BEGIN Provided records

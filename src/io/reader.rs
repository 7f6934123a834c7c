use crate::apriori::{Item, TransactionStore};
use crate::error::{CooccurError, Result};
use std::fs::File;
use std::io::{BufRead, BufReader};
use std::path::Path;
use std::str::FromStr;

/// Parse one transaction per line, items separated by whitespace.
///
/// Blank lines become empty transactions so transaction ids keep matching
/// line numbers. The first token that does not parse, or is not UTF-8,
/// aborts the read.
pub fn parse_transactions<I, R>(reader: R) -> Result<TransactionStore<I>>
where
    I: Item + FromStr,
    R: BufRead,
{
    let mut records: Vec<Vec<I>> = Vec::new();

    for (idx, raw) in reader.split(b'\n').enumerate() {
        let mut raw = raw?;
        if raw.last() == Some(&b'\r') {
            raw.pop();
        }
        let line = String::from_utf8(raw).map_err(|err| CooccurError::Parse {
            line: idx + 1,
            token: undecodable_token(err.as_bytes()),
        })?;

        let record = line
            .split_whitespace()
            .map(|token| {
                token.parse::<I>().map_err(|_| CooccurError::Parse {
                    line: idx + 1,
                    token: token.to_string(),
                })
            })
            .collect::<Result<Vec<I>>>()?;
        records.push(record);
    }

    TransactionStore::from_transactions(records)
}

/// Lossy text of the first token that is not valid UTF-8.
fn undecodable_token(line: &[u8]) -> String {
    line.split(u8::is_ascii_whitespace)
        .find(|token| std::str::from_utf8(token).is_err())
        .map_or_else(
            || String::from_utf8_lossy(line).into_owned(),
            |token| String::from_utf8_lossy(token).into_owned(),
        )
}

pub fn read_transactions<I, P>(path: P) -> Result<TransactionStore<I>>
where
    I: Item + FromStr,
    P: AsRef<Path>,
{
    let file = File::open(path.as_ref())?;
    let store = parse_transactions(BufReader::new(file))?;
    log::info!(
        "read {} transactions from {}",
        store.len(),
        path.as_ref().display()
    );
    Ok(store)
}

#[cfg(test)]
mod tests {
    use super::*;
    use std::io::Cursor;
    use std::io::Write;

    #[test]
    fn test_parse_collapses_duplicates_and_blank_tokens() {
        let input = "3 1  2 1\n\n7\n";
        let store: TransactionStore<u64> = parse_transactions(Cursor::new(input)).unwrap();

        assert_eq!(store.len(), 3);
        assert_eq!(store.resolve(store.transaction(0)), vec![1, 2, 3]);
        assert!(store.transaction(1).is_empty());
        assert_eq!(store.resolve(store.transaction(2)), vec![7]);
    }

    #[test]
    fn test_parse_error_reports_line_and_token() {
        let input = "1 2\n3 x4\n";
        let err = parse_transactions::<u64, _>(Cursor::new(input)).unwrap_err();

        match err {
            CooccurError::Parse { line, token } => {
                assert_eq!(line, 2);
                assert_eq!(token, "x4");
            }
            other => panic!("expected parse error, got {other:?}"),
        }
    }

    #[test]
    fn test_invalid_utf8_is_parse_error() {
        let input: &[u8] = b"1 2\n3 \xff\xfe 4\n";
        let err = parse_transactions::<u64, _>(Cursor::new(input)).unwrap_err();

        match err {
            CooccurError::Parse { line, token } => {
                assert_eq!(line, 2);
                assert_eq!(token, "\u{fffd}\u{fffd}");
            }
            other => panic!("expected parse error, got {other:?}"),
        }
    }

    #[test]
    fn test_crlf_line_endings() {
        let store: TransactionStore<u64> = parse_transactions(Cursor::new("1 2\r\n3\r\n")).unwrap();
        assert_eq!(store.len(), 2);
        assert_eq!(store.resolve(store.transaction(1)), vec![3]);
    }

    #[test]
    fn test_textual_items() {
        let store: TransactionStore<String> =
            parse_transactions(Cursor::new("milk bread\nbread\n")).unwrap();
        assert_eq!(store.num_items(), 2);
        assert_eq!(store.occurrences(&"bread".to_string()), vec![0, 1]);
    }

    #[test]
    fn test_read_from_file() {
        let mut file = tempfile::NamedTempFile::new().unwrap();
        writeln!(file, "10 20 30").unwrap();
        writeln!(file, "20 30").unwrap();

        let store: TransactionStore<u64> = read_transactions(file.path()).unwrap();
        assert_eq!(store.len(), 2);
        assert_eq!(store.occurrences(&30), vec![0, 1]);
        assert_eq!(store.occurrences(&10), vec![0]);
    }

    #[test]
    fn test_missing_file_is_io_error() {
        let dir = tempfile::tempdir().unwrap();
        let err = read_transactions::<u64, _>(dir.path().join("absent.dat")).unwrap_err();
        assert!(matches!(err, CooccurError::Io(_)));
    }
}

END Provided records
BEGIN Provided records

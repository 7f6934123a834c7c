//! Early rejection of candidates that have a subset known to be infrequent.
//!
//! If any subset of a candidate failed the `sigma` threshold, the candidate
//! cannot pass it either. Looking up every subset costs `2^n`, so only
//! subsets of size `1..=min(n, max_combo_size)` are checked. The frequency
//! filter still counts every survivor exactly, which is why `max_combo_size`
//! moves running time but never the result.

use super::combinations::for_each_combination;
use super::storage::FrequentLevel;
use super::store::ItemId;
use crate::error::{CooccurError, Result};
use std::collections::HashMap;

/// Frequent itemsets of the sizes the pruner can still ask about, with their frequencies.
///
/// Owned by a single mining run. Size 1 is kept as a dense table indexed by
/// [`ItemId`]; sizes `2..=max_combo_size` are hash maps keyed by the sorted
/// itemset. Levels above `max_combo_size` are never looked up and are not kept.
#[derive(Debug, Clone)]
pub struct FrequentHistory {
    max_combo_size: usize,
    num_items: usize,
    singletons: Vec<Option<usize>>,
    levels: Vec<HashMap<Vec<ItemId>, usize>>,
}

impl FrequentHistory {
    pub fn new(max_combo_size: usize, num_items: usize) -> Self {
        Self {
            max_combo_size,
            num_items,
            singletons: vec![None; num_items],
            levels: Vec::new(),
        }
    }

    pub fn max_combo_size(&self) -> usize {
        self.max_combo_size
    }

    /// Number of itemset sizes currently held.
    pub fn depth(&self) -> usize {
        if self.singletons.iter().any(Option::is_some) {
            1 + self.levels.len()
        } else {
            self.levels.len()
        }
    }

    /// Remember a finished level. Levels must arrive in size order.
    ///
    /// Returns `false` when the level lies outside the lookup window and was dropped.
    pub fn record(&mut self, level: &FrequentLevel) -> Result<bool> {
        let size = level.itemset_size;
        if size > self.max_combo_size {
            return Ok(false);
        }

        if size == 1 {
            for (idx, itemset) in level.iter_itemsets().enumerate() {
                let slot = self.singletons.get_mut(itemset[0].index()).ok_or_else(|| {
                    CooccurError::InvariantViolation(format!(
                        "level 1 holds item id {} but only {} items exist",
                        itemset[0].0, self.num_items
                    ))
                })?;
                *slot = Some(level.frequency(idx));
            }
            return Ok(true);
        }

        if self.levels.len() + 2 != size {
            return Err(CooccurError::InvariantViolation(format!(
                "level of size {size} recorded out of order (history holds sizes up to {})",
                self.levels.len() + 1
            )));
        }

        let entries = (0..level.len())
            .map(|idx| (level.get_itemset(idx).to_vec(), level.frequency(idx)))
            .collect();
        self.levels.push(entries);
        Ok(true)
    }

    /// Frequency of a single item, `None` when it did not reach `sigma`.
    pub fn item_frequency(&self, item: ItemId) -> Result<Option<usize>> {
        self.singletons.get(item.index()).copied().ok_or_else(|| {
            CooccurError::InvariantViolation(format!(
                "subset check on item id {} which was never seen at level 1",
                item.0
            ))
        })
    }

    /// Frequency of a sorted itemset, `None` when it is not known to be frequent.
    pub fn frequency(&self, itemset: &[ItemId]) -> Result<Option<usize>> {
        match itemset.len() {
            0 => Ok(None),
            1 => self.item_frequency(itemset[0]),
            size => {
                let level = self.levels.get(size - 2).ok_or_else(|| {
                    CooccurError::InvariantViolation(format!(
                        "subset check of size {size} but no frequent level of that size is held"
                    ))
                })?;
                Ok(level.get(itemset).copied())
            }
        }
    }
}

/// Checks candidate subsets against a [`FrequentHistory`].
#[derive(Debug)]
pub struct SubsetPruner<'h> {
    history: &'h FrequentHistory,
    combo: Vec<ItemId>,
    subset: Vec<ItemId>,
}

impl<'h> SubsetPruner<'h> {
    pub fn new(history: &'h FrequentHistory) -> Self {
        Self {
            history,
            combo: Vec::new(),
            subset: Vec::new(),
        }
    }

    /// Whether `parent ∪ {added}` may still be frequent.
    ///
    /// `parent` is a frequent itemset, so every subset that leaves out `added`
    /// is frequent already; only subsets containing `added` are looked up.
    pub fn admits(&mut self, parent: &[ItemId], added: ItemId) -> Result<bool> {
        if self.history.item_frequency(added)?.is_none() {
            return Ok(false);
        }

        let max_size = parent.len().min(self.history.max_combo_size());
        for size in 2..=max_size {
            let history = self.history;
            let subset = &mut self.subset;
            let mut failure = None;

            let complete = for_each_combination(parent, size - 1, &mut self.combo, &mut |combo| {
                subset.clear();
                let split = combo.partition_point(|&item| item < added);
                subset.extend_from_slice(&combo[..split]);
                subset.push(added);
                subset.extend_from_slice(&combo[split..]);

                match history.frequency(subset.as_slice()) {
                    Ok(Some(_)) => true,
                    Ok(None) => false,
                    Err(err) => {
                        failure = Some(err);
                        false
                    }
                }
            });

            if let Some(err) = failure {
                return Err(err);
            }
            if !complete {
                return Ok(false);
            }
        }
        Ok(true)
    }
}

END Provided records
BEGIN Provided records

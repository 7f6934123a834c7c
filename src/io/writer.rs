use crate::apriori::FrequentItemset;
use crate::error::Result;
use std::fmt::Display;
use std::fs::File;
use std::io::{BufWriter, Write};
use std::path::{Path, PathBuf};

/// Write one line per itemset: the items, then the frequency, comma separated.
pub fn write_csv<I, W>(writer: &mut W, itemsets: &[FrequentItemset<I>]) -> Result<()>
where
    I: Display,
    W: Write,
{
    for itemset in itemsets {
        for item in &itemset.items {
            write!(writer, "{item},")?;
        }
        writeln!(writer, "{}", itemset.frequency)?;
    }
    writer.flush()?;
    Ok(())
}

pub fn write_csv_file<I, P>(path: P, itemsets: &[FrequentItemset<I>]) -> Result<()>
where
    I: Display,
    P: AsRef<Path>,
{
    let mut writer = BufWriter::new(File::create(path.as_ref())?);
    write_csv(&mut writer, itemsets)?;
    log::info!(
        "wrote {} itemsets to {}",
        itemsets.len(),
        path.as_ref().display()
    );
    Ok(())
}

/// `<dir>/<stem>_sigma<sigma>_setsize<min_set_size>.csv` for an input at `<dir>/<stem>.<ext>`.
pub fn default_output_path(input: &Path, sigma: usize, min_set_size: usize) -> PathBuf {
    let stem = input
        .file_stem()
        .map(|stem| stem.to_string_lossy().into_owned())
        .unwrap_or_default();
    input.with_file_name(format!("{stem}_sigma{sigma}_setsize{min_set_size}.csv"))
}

END Provided records

__Task instructions__. Find every line above that includes the word "BufReader" and report only how many there are.

__Reply__. 2